Source: Copyright 2004, USA Today
Date: November 21, 2004
Byline:  Jack Williams,


Q: How much would sea level rise if the ice at both poles melted?

A science camp on the Beardmore Glacier, Antarctica. Miles-deep ice covers most of Antarctica.
By Kristan Hutchison, National Science Foundation

A: Scientists at the U.S. Geological Survey estimate that If all of the ice sitting on land in Greenland and Antarctica melted it would cause global sea levels to rise by about 215 feet, or about 65 meters.

Fortunately, even the most dire scientific, global warming scenarios do not have all of the ice melting, especially in Antarctica.

To understand what could happen as the polar regions warm up, you need to have a clear picture of how glaciers, ice sheets, and sea ice work.

A glacier, or a large ice sheet, forms when more snow falls than melts each year. As the snow falls, it compresses the snow under it, turning it into dense "glacier ice." For more on how a glacier or an ice sheet grows, see my answer to a question about the age of Greenland's ice.

As a glacier, or ice sheet builds up, the weight pushes the ice outward. A glacier in a valley will spread down the valley. An ice sheet will spread out in all directions.

The edge of a glacier can be on the water, or on land. If its on the water, pieces break off as icebergs. On land, the edges melt and the water flows to the sea in streams and rivers.

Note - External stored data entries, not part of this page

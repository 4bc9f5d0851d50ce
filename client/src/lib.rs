//! # Arena Observer Client
//!
//! A process that mirrors the authority's entities and asks it to do things.
//! Nothing here is authoritative: every gameplay outcome arrives as a field
//! update, a spawn, a despawn or a broadcast.
//!
//! ## Architecture
//!
//! ### Observer state
//! [`game::ObserverState`] keeps one typed field mirror per entity and
//! installs delivered updates by revision, so a late or duplicated datagram
//! never rolls a field back. It also keeps the server-clock estimate, the
//! kill feed, and the local watchers that turn conditions into requests
//! (an expired buff, a handed-over power-up, the interactables in reach).
//!
//! ### Presentation
//! Rendering and audio live outside this crate and plug in through
//! [`presentation::Presentation`]. The binary logs instead of drawing.
//!
//! ### Input
//! [`input::InputManager`] turns per-frame [`input::InputFrame`]s into
//! requests. [`input::BotInput`] produces frames for headless runs.
//!
//! ## Usage Example
//!
//! ```rust,no_run
//! use client::network::{Client, ClientOptions};
//!
//! #[tokio::main]
//! async fn main() -> Result<(), Box<dyn std::error::Error>> {
//!     let mut client = Client::new(ClientOptions {
//!         bot: true,
//!         ..Default::default()
//!     })
//!     .await?;
//!     client.run().await?;
//!     Ok(())
//! }
//! ```

pub mod game;
pub mod input;
pub mod kill_feed;
pub mod network;
pub mod presentation;
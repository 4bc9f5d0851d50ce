use clap::Parser;
use client::network::{Client, ClientOptions};
use log::info;
use shared::{Color, GameMode};

fn parse_mode(s: &str) -> Result<GameMode, String> {
    match s.to_ascii_lowercase().as_str() {
        "ffa" => Ok(GameMode::FreeForAll),
        "teams" => Ok(GameMode::Teams),
        "ctf" => Ok(GameMode::CaptureTheFlag),
        other => Err(format!("unknown mode `{}` (expected ffa, teams or ctf)", other)),
    }
}

fn parse_color(s: &str) -> Result<Color, String> {
    let parts = s
        .split(',')
        .map(|p| p.trim().parse::<f32>())
        .collect::<Result<Vec<_>, _>>()
        .map_err(|e| format!("bad colour component: {}", e))?;
    match parts.as_slice() {
        [r, g, b, a] => Ok(Color::rgba(*r, *g, *b, *a)),
        _ => Err("expected four components: r,g,b,a".to_string()),
    }
}

#[derive(Parser, Debug)]
#[command(author, version, about, long_about = None)]
struct Args {
    /// Server address to connect to
    #[arg(short = 's', long, default_value = "127.0.0.1:8080")]
    server: String,

    /// Simulate network latency in milliseconds
    #[arg(short = 'l', long, default_value = "0")]
    fake_ping: u64,

    /// Game mode to vote for: ffa, teams or ctf
    #[arg(short = 'm', long, default_value = "ffa", value_parser = parse_mode)]
    mode: GameMode,

    /// Player colour as r,g,b,a; all zeros lets the server pick
    #[arg(short = 'c', long, default_value = "0,0,0,0", value_parser = parse_color)]
    color: Color,

    /// Drive the player with random input
    #[arg(short = 'b', long)]
    bot: bool,

    /// Seed for the bot's input
    #[arg(long)]
    seed: Option<u64>,
}

#[tokio::main]
async fn main() -> Result<(), Box<dyn std::error::Error>> {
    env_logger::init();

    if std::env::var("RUST_LOG").is_err() {
        eprintln!("Set RUST_LOG=info for detailed logging");
    }

    let args = Args::parse();

    info!("Starting client...");
    info!("Connecting to: {}", args.server);
    if args.fake_ping > 0 {
        info!("Simulating {}ms latency", args.fake_ping);
    }

    let mut client = Client::new(ClientOptions {
        server: args.server,
        fake_ping_ms: args.fake_ping,
        mode: args.mode,
        color: args.color,
        bot: args.bot,
        seed: args.seed,
    })
    .await?;

    client.run().await?;

    Ok(())
}

#[cfg(test)]
mod tests {
    use super::*;

    #[test]
    fn test_parse_mode() {
        assert_eq!(parse_mode("CTF"), Ok(GameMode::CaptureTheFlag));
        assert!(parse_mode("deathmatch").is_err());
    }

    #[test]
    fn test_parse_color() {
        assert_eq!(parse_color("1, 0.5, 0, 1"), Ok(Color::rgba(1.0, 0.5, 0.0, 1.0)));
        assert!(parse_color("1,0,0").is_err());
        assert!(parse_color("red,0,0,1").is_err());
    }
}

The answer to the question: Is polar ice melting? is: It's been melting since the height of the last ice age.

The real question is: Is the ice melting faster than falling snow is adding new ice?

This is certainly the case with many glaciers around the world, mostly in regions outside the Arctic and Antarctica. It could be true of Greenland, but no one expects all of Greenland's ice to melt in this century. If all of Greenland's ice melted, it would cause sea levels to rise by about 21 feet, or 6.5 meters.

Melting of Antarctic ice would supply the rest of the 215 feet of sea level rise from melting polar ice.

Ice definitions

Glacier: A mass of natural ice on land that forms over many years when more snow falls than melts each year. The ice in the glacier moves.

Iceberg: Ice floating in the water that broke off from a glacier, ice cap, ice sheet or ice shelf. Icebergs are made of fresh water.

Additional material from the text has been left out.